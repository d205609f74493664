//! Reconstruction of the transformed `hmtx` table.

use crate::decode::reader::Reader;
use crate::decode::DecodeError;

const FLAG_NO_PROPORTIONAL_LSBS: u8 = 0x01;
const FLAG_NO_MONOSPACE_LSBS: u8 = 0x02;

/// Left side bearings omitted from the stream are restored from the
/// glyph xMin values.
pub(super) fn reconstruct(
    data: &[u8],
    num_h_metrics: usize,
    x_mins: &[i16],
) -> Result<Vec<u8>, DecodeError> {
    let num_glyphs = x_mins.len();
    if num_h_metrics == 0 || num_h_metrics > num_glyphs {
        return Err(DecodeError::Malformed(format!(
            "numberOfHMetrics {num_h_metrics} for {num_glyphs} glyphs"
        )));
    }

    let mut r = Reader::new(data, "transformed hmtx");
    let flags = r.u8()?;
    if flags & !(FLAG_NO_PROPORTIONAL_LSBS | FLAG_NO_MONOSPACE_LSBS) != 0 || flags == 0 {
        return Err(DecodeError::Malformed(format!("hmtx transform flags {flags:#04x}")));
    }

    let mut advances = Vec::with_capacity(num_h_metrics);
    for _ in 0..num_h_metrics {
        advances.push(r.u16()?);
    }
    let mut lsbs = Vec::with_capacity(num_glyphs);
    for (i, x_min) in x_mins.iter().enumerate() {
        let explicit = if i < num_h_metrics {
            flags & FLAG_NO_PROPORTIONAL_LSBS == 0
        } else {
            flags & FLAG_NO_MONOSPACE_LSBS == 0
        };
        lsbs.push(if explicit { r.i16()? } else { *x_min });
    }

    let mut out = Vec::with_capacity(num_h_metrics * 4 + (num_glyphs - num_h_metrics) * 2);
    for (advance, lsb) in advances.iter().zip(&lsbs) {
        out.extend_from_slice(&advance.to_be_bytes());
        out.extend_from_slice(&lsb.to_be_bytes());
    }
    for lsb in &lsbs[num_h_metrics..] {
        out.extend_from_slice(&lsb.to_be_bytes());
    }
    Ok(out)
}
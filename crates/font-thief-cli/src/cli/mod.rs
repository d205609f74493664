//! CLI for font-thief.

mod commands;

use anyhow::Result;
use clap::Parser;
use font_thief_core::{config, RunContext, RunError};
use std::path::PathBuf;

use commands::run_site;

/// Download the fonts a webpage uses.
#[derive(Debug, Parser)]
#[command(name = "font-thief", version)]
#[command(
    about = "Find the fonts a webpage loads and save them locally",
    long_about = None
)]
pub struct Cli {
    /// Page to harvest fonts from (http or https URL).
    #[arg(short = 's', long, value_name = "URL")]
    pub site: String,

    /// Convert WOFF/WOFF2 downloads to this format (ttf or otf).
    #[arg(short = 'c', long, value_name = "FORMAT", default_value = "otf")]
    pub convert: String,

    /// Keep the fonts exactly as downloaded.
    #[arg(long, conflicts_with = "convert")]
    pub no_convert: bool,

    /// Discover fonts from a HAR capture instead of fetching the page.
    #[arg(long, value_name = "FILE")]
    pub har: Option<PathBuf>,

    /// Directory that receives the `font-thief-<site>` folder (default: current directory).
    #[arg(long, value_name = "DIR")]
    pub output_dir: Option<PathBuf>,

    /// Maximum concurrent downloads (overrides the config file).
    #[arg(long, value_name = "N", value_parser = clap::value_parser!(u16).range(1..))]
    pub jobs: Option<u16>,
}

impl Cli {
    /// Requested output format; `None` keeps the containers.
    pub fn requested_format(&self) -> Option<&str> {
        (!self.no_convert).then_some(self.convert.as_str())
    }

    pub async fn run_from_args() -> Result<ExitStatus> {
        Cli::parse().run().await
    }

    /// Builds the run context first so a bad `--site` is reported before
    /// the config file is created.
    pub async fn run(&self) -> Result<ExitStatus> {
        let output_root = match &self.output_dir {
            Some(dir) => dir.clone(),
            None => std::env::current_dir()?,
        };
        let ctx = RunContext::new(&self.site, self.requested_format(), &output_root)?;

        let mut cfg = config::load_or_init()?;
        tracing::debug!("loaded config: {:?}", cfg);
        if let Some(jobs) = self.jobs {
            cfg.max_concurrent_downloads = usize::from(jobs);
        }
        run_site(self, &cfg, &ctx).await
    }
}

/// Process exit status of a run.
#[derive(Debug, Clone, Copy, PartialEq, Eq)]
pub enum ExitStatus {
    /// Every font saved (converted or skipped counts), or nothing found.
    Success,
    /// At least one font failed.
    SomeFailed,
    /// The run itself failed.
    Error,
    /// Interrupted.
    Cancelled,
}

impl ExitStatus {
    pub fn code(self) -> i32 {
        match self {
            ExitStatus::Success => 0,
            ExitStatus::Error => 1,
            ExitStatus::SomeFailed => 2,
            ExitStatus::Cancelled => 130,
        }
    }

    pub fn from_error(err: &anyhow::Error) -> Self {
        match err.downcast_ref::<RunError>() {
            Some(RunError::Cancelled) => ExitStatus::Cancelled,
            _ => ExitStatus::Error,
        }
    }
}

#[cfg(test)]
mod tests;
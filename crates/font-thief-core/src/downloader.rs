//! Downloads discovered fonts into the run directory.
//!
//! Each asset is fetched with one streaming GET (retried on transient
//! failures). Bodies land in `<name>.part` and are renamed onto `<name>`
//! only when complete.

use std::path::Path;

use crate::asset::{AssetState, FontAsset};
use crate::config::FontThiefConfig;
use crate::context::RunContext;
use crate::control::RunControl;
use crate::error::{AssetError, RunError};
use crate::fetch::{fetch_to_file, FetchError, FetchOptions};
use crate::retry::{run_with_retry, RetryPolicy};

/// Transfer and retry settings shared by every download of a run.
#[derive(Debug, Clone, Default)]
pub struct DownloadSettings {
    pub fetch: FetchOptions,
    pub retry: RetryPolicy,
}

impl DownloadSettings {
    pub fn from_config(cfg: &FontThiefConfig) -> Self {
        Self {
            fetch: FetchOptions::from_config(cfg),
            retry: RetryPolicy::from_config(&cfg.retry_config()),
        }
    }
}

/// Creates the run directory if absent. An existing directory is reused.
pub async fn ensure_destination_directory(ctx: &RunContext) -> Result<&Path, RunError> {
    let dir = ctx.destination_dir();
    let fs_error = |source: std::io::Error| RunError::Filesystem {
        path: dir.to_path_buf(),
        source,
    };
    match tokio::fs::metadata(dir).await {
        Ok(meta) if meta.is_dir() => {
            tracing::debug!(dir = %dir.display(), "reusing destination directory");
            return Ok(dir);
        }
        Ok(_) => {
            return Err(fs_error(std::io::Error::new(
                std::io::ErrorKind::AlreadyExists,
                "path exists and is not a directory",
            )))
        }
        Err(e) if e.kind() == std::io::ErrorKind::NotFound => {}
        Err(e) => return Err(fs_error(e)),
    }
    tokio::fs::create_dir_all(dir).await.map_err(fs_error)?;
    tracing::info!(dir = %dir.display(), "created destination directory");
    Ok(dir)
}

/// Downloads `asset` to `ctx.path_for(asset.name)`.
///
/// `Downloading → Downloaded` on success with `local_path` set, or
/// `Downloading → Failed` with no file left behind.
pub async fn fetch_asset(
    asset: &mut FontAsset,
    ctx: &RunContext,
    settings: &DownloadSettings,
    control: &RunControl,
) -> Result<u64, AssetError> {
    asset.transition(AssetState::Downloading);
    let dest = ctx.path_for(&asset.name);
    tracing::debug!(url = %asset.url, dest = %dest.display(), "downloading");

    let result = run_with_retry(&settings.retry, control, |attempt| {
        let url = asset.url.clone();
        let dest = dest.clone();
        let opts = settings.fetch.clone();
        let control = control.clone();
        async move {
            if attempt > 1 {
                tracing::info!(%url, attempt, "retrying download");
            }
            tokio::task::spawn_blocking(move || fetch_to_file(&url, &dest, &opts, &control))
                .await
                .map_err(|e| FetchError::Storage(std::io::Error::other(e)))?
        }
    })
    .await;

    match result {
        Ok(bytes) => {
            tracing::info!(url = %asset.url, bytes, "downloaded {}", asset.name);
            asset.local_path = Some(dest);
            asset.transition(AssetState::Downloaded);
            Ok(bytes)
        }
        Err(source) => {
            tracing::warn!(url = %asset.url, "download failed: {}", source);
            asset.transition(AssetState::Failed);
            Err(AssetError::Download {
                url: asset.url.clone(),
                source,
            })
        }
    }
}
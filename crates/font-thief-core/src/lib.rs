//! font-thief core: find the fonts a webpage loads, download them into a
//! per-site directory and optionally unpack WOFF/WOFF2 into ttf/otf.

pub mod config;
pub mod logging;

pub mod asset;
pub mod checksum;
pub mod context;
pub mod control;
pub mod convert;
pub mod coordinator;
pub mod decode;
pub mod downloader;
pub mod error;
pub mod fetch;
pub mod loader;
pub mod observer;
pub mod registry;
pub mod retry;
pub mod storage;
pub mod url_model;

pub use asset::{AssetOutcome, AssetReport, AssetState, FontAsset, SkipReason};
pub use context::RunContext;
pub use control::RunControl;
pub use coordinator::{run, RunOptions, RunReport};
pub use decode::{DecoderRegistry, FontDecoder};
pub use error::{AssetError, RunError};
--
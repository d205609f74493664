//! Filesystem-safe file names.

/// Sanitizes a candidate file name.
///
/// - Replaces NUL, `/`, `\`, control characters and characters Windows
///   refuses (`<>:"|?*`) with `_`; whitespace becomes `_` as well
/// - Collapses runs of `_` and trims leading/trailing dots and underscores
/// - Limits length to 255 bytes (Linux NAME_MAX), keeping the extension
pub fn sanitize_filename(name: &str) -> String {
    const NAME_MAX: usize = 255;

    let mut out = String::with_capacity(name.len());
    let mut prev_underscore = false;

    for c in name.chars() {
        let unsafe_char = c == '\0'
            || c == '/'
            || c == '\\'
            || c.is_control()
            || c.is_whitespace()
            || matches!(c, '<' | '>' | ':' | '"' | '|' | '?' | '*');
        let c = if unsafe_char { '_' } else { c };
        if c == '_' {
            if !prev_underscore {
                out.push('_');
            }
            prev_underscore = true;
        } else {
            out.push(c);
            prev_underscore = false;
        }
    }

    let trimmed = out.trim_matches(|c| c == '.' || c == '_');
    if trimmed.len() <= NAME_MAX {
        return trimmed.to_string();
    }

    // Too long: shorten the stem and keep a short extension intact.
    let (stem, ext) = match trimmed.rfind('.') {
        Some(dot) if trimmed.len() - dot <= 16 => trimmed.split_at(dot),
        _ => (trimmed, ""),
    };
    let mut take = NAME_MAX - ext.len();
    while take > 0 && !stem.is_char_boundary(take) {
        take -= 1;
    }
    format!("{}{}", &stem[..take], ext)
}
* * *
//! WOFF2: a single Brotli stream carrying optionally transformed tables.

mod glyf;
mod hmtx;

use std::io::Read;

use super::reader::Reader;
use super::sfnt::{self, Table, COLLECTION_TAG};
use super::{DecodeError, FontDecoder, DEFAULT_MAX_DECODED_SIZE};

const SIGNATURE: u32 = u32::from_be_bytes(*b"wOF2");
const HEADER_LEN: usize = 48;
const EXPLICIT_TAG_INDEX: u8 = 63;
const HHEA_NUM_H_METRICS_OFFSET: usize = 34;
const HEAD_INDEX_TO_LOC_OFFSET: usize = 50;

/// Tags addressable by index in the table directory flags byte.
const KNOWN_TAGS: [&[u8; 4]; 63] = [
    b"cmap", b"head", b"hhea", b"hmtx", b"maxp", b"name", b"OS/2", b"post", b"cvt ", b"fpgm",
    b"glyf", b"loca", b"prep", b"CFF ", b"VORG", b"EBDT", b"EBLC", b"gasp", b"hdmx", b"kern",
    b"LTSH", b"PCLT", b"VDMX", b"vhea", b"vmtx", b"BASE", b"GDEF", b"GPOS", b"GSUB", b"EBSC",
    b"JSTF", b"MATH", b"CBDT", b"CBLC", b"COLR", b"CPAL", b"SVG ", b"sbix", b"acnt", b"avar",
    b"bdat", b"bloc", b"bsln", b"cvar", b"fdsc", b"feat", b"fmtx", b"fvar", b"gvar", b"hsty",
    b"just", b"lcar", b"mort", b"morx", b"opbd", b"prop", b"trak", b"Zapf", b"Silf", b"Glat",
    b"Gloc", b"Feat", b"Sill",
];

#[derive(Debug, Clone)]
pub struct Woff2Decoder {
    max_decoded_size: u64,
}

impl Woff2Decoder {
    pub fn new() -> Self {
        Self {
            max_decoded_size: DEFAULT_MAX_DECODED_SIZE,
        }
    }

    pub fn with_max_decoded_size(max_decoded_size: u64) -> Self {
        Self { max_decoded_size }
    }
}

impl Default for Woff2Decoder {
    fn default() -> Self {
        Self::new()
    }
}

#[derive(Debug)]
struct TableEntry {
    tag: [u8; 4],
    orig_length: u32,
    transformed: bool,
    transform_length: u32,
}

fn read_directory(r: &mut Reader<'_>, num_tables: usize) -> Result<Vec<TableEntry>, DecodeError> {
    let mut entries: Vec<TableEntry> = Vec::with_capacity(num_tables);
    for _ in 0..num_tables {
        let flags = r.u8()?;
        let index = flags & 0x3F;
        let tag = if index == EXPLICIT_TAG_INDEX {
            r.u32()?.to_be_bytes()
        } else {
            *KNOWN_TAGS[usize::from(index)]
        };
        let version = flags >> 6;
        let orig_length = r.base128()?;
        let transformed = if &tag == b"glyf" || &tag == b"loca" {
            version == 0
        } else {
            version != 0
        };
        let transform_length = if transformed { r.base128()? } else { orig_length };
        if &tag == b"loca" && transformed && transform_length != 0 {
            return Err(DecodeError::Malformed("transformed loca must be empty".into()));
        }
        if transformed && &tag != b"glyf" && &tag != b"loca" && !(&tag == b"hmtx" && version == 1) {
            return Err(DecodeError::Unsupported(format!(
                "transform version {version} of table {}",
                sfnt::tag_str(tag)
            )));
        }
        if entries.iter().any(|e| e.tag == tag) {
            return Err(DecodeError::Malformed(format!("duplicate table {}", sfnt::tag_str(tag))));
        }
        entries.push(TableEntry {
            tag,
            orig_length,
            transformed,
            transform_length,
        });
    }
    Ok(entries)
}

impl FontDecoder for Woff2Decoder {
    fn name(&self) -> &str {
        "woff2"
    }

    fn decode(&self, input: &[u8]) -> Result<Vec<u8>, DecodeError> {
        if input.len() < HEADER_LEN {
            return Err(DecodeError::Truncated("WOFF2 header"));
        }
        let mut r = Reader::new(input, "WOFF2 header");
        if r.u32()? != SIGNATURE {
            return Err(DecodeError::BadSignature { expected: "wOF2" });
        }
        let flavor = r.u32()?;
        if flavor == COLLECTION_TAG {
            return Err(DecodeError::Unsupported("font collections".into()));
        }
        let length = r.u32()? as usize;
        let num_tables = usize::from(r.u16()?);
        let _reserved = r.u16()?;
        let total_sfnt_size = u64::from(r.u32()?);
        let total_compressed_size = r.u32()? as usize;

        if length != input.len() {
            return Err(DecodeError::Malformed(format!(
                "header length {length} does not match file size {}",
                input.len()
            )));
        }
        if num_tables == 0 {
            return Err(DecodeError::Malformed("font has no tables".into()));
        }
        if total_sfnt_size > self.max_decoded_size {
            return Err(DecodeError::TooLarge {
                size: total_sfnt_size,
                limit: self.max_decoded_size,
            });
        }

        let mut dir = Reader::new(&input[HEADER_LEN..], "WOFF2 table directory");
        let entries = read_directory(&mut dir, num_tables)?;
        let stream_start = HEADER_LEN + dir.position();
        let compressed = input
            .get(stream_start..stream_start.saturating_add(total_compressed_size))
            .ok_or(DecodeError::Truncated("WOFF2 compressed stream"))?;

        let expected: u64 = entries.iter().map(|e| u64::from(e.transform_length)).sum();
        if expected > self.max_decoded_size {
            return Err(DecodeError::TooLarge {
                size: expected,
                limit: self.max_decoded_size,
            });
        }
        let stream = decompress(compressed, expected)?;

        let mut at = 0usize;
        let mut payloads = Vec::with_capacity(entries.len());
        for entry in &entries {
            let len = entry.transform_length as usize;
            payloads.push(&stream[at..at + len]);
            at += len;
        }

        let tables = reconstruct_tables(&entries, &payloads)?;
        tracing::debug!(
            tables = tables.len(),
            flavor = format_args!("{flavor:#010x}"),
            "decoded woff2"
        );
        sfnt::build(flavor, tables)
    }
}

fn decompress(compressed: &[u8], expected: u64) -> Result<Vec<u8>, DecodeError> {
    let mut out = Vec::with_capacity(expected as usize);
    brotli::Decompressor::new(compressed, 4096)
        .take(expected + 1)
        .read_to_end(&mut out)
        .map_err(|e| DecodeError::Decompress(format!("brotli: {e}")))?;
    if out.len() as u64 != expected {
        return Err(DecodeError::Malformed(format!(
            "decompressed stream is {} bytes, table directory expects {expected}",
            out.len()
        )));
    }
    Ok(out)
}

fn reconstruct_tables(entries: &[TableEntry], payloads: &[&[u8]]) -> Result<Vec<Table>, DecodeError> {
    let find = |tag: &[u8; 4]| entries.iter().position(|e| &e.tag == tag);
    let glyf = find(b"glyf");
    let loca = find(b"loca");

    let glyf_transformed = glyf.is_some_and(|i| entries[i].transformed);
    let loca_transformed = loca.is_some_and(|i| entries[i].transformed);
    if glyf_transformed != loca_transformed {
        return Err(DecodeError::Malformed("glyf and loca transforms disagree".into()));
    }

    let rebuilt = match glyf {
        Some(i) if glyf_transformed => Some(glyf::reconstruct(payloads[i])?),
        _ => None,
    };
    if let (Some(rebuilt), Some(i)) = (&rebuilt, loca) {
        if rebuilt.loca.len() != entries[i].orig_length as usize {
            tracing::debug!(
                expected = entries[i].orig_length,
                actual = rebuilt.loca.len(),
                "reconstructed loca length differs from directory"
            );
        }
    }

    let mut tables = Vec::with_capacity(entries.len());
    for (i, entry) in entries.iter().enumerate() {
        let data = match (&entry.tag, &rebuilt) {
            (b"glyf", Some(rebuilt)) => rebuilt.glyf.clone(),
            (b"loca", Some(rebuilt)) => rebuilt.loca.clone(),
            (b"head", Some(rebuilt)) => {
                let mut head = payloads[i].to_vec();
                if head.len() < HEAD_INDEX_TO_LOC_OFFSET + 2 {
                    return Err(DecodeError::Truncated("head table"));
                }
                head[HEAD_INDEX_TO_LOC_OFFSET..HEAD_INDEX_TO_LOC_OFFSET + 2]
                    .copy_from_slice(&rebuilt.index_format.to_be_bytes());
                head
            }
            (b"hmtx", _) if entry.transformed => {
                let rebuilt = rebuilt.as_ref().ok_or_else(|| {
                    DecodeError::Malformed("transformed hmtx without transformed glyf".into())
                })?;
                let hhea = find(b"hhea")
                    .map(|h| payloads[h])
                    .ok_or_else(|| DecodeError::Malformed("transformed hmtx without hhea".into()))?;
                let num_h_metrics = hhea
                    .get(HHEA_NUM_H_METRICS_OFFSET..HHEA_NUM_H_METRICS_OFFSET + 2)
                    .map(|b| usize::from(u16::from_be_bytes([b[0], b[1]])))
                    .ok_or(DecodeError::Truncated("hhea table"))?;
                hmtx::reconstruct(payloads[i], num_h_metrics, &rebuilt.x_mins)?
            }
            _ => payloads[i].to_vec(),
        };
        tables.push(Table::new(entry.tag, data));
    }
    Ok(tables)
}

## WORK ORDER
Which of the lines in the material carry the string "without"? Pull them out.

## ANSWER SPACE
                    DecodeError::Malformed("transformed hmtx without transformed glyf".into())
                    .ok_or_else(|| DecodeError::Malformed("transformed hmtx without hhea".into()))?;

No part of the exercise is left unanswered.